Andréa ne semble pas prendre ombrage de sa question trop directe tandis qu’elle lui parle plus en longueur de son métier. Pearl songe qu’elle aurait bien du mal à faire un tel travail. Le simple fait de devoir s’occuper d’un seul individu, plus généreux que capricieux, était déjà beaucoup pour elle, elle n’en aurait clairement pas fait son métier, même si elle veut croire ne pas toujours s’en être si mal sortie avec Steven (et parfois avec Amethyst, qui n’était pas non plus la maturité incarnée).
Les acteurs ont l’air d’être les plus capricieux entre tous, non, vraiment, ce ne serait pas un métier pour elle, et elle n’y trouve rien de franchement attirant. D’un autre côté, elle se doute que la géologie ne doit pas davantage intéresser la grande majorité de ceux auprès de qui elle ne fait qu’évoquer son métier. Andréa, elle, doit sans doute avoir davantage d’anecdotes croustillantes à raconter à la fin de la journée. Les acteurs sont trop bavards. On ne peut pas dire autant des pierres, en tout cas pas dans ce monde, pas dans cette dimension.
Elle peut reconnaître ça à l’acteur qu’Andréa chaperonne, elle aurait tendance à admirer le dévouement à son travail, qui le pousse à rechercher toujours plus de réalisme. C’est peut-être un peu excessif, mais ça prouve qu’il s’implique, et Pearl a tendance à penser qu’un projet ne vaut définitivement rien si on ne s’y investit pas à cent pour cent. « C’est beau, cette dévotion à son métier », remarque simplement Pearl, mais sans en dire beaucoup plus, parce qu’elle ne se voit pas rentrer dans le détail de ce qu’elle ne connaît pas.

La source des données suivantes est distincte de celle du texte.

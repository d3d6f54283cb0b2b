use std::fmt;

use anyhow::{Result, anyhow};
use chrono::{DateTime, NaiveDate, NaiveDateTime, NaiveTime};
use serde::Serialize;

/// A single typed cell. Missing cells are modelled as `None` by callers.
#[derive(Debug, Clone, Serialize, PartialEq)]
#[serde(untagged)]
pub enum Value {
    Integer(i64),
    Float(f64),
    DateTime(NaiveDateTime),
    String(String),
}

impl Value {
    pub fn as_display(&self) -> String {
        match self {
            Value::String(s) => s.clone(),
            Value::Integer(i) => i.to_string(),
            Value::Float(f) => {
                if f.fract() == 0.0 && f.abs() < i64::MAX as f64 {
                    (*f as i64).to_string()
                } else {
                    f.to_string()
                }
            }
            Value::DateTime(dt) => {
                if dt.time() == NaiveTime::MIN {
                    dt.format("%Y-%m-%d").to_string()
                } else {
                    dt.format("%Y-%m-%d %H:%M:%S").to_string()
                }
            }
        }
    }

    pub fn as_f64(&self) -> Option<f64> {
        match self {
            Value::Integer(i) => Some(*i as f64),
            Value::Float(f) => Some(*f),
            _ => None,
        }
    }

    pub fn as_datetime(&self) -> Option<NaiveDateTime> {
        match self {
            Value::DateTime(dt) => Some(*dt),
            _ => None,
        }
    }

    pub fn as_date(&self) -> Option<NaiveDate> {
        self.as_datetime().map(|dt| dt.date())
    }
}

impl fmt::Display for Value {
    fn fmt(&self, f: &mut fmt::Formatter<'_>) -> fmt::Result {
        write!(f, "{}", self.as_display())
    }
}

pub fn parse_naive_date(value: &str) -> Result<NaiveDate> {
    const DATE_FORMATS: &[&str] = &[
        "%Y-%m-%d",
        "%d/%m/%Y",
        "%m/%d/%Y",
        "%Y/%m/%d",
        "%d-%m-%Y",
        "%d-%b-%Y",
        "%b %d, %Y",
        "%d %b %Y",
    ];
    let trimmed = value.trim();
    for fmt in DATE_FORMATS {
        if let Ok(parsed) = NaiveDate::parse_from_str(trimmed, fmt) {
            return Ok(parsed);
        }
    }
    Err(anyhow!("Failed to parse '{value}' as date"))
}

/// Parses a timestamp into a timezone-naive value. Offsets are dropped and the
/// wall-clock time in the source offset is kept.
pub fn parse_naive_datetime(value: &str) -> Result<NaiveDateTime> {
    const ZONED_FORMATS: &[&str] = &[
        "%Y-%m-%dT%H:%M:%S%.f%z",
        "%Y-%m-%d %H:%M:%S%.f%z",
        "%Y-%m-%d %H:%M:%S %z",
    ];
    const DATETIME_FORMATS: &[&str] = &[
        "%Y-%m-%d %H:%M:%S",
        "%Y-%m-%dT%H:%M:%S",
        "%Y-%m-%d %H:%M:%S%.f",
        "%Y-%m-%dT%H:%M:%S%.f",
        "%d/%m/%Y %H:%M:%S",
        "%m/%d/%Y %H:%M:%S",
        "%d/%m/%Y %H:%M",
        "%Y-%m-%d %H:%M",
        "%Y-%m-%dT%H:%M",
        "%d-%m-%Y %H:%M:%S",
    ];
    let trimmed = value.trim();
    if let Ok(parsed) = DateTime::parse_from_rfc3339(trimmed) {
        return Ok(parsed.naive_local());
    }
    for fmt in ZONED_FORMATS {
        if let Ok(parsed) = DateTime::parse_from_str(trimmed, fmt) {
            return Ok(parsed.naive_local());
        }
    }
    for fmt in DATETIME_FORMATS {
        if let Ok(parsed) = NaiveDateTime::parse_from_str(trimmed, fmt) {
            return Ok(parsed);
        }
    }
    if let Ok(date) = parse_naive_date(trimmed) {
        return Ok(date.and_time(NaiveTime::MIN));
    }
    Err(anyhow!("Failed to parse '{value}' as datetime"))
}

pub fn parse_float(value: &str) -> Option<f64> {
    value
        .trim()
        .parse::<f64>()
        .ok()
        .filter(|parsed| parsed.is_finite())
}

/// Parses an integer, accepting float literals by truncating toward zero.
pub fn parse_integer(value: &str) -> Option<i64> {
    let trimmed = value.trim();
    if let Ok(parsed) = trimmed.parse::<i64>() {
        return Some(parsed);
    }
    parse_float(trimmed).and_then(float_to_integer)
}

pub fn float_to_integer(value: f64) -> Option<i64> {
    if value.is_finite() && value.abs() < i64::MAX as f64 {
        Some(value.trunc() as i64)
    } else {
        None
    }
}
#![allow(dead_code)]

use std::fs::File;
use std::io::Write;
use std::path::{Path, PathBuf};

use marketplace_reports::{
    dataset::Table,
    ingest::{self, IngestOptions, UploadFormat},
};
use tempfile::{TempDir, tempdir};

pub const ORDER_CSV: &str = "\
purchase-date,order-status,fulfillment-channel,item-price,ship-city,sku,product-name
2024-01-01T10:00:00+00:00,Shipped,Amazon,10,Pune,SKU-1,Mug
2024-01-02T12:30:00+00:00,Cancelled,Merchant,20,Delhi,SKU-2,Lamp
2024-01-02T18:00:00+00:00,Shipped,Amazon,30,Pune,SKU-1,Mug
";

pub const INVENTORY_CSV: &str = "\
sku,asin,price,quantity,warehouse
SKU-1,B000001,5.0,0,North
SKU-2,B000002,2.0,10,South
";

/// Padded, mixed-case headers and no refunded amount column.
pub const RETURN_CSV: &str = "\
 Order Date ,Return Request Date,Return Request Status,Return Reason,Merchant SKU,Item Name,Order Amount
2024-02-01,2024-02-05,Approved,Damaged,SKU-1,Mug,10
2024-02-02,2024-02-05,Rejected,Wrong size,SKU-2,Lamp,20
2024-02-03,2024-02-06,Approved,Damaged,SKU-1,Mug,10
";

/// Parses CSV text the way an uploaded `.csv` file is parsed.
pub fn csv_table(contents: &str) -> Table {
    ingest::read_upload(
        contents.as_bytes(),
        UploadFormat::Delimited { delimiter: b',' },
        &IngestOptions::default(),
    )
    .expect("parse csv fixture")
}

/// Scratch directory helper that cleans up files automatically on drop.
pub struct TestWorkspace {
    temp_dir: TempDir,
}

impl TestWorkspace {
    /// Creates a fresh scratch directory for the current test case.
    pub fn new() -> Self {
        Self {
            temp_dir: tempdir().expect("temp dir"),
        }
    }

    /// Returns the root path for all files owned by this workspace.
    pub fn path(&self) -> &Path {
        self.temp_dir.path()
    }

    /// Writes `contents` into a file under the workspace and returns the path.
    pub fn write(&self, name: &str, contents: &str) -> PathBuf {
        let path = self.temp_dir.path().join(name);
        let mut file = File::create(&path).expect("create temp file");
        file.write_all(contents.as_bytes())
            .expect("write temp file contents");
        path
    }

    /// Writes raw bytes into a file under the workspace and returns the path.
    pub fn write_bytes(&self, name: &str, contents: &[u8]) -> PathBuf {
        let path = self.temp_dir.path().join(name);
        std::fs::write(&path, contents).expect("write temp file bytes");
        path
    }
}

/// Two-sheet workbook: a `Notes` sheet first, then `Stock` holding the
/// inventory rows with padded headers, an unnamed column, a blank row and
/// a date-formatted column.
pub fn inventory_workbook() -> Vec<u8> {
    use rust_xlsxwriter::{ExcelDateTime, Format, Workbook};

    let mut workbook = Workbook::new();
    let date_format = Format::new().set_num_format("yyyy-mm-dd");

    let notes = workbook.add_worksheet();
    notes.set_name("Notes").expect("name notes sheet");
    notes
        .write_string(0, 0, "Exported from the seller portal")
        .expect("write note");

    let stock = workbook.add_worksheet();
    stock.set_name("Stock").expect("name stock sheet");
    for (col, header) in [" sku ", "asin", "price ", "  quantity"].iter().enumerate() {
        stock
            .write_string(0, col as u16, *header)
            .expect("write header");
    }
    stock.write_string(0, 5, "received").expect("write header");

    let received = [
        ExcelDateTime::from_ymd(2024, 1, 5).expect("date"),
        ExcelDateTime::from_ymd(2024, 1, 7).expect("date"),
    ];
    let data = [
        (1, "SKU-1", "B000001", 5.0, 0.0, "North"),
        (3, "SKU-2", "B000002", 2.0, 10.0, "South"),
    ];
    for ((row, sku, asin, price, quantity, warehouse), date) in data.into_iter().zip(&received) {
        stock.write_string(row, 0, sku).expect("write sku");
        stock.write_string(row, 1, asin).expect("write asin");
        stock.write_number(row, 2, price).expect("write price");
        stock.write_number(row, 3, quantity).expect("write quantity");
        stock.write_string(row, 4, warehouse).expect("write warehouse");
        stock
            .write_datetime_with_format(row, 5, date, &date_format)
            .expect("write date");
    }

    workbook.save_to_buffer().expect("serialize workbook")
}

Le cinéma, c’est un milieu fascinant, certes, mais aux antipodes de tout ce qu’elle connaît ou a spécialement envie de connaître, alors même si elle est un peu curieuse, elle ne cherche pas à connaître des détails complémentaires, et de toute façon, il faut qu’elle se remette au travail, déjà qu’elle ne peut grapiller qu’un peu de temps entre deux prises.
« Merci », se contente-t-elle de dire en sentant ses joues rosir légèrement alors qu’Andréa la complimente sur son prénom… qui n’est pas exactement son prénom, puisqu’elle n’a pas exactement de prénom, pas plus que de nom, mais c’est une chose qu’elle s’épargne d’expliquer au détour d’une conversation toute simple, de même que le fait qu’elle soit littéralement une perle.
Elle envisage de dire quelque chose, même si rien d’intelligent ne lui vient, mais elle est partiellement sauvée par l’acteur qui, plus loin, réclame son agente. « Euh oui… un thé, j’aime bien le thé », répond-elle avant de remarquer la stupidité de sa réponse et de se racler la gorge. « Je vous laisse mon numéro si… vous voulez ? »
Intimidée par l’intérêt incompréhensible que lui porte cette femme si charismatique, Pearl est dans ses petits souliers. Elle comprendrait honnêtement qu’Andréa reprenne son invitation après ça, mais elle a toujours l’air décidée à lui consacrer du temps après le tournage.
"Quand je suis passée des mecs aux filles, j'ai eu l'impression de passer du bac à sable à un terrain de foot."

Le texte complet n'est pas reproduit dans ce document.